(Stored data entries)
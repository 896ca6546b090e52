use std::any::TypeId;

/// Dependency identifier combining type and optional qualifier
///
/// Unique within one scope entry: two requests with the same identity made
/// against the same context handle resolve to the same cached instance.
#[derive(Debug, Clone, PartialEq, Eq, Hash)]
pub struct DependencyIdentity {
    pub type_id: TypeId,
    pub type_name: &'static str,
    pub qualifier: Option<String>,
}

impl DependencyIdentity {
    /// Create an identity for a type
    pub fn of<T: 'static + ?Sized>() -> Self {
        Self {
            type_id: TypeId::of::<T>(),
            type_name: std::any::type_name::<T>(),
            qualifier: None,
        }
    }

    /// Create a qualified identity for a type
    pub fn qualified<T: 'static + ?Sized>(qualifier: impl Into<String>) -> Self {
        Self {
            type_id: TypeId::of::<T>(),
            type_name: std::any::type_name::<T>(),
            qualifier: Some(qualifier.into()),
        }
    }

    /// Check if this identity matches a type and qualifier without allocating
    pub fn matches_qualified<T: 'static + ?Sized>(&self, qualifier: &str) -> bool {
        self.type_id == TypeId::of::<T>() && self.qualifier.as_deref() == Some(qualifier)
    }

    /// Get the type name as a string
    pub fn type_name(&self) -> &'static str {
        self.type_name
    }
}

impl std::fmt::Display for DependencyIdentity {
    fn fmt(&self, f: &mut std::fmt::Formatter<'_>) -> std::fmt::Result {
        match &self.qualifier {
            Some(qualifier) => write!(f, "{}({})", self.type_name, qualifier),
            None => write!(f, "{}", self.type_name),
        }
    }
}
pub mod core;

pub use self::core::ScopeError;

▶ **Task requirements**
If a line in the records above holds the string "qualifier", copy it out.

▶ **Result for this exercise**
/// Dependency identifier combining type and optional qualifier
    pub qualifier: Option<String>,
            qualifier: None,
    pub fn qualified<T: 'static + ?Sized>(qualifier: impl Into<String>) -> Self {
            qualifier: Some(qualifier.into()),
    /// Check if this identity matches a type and qualifier without allocating
    pub fn matches_qualified<T: 'static + ?Sized>(&self, qualifier: &str) -> bool {
        self.type_id == TypeId::of::<T>() && self.qualifier.as_deref() == Some(qualifier)
        match &self.qualifier {
            Some(qualifier) => write!(f, "{}({})", self.type_name, qualifier),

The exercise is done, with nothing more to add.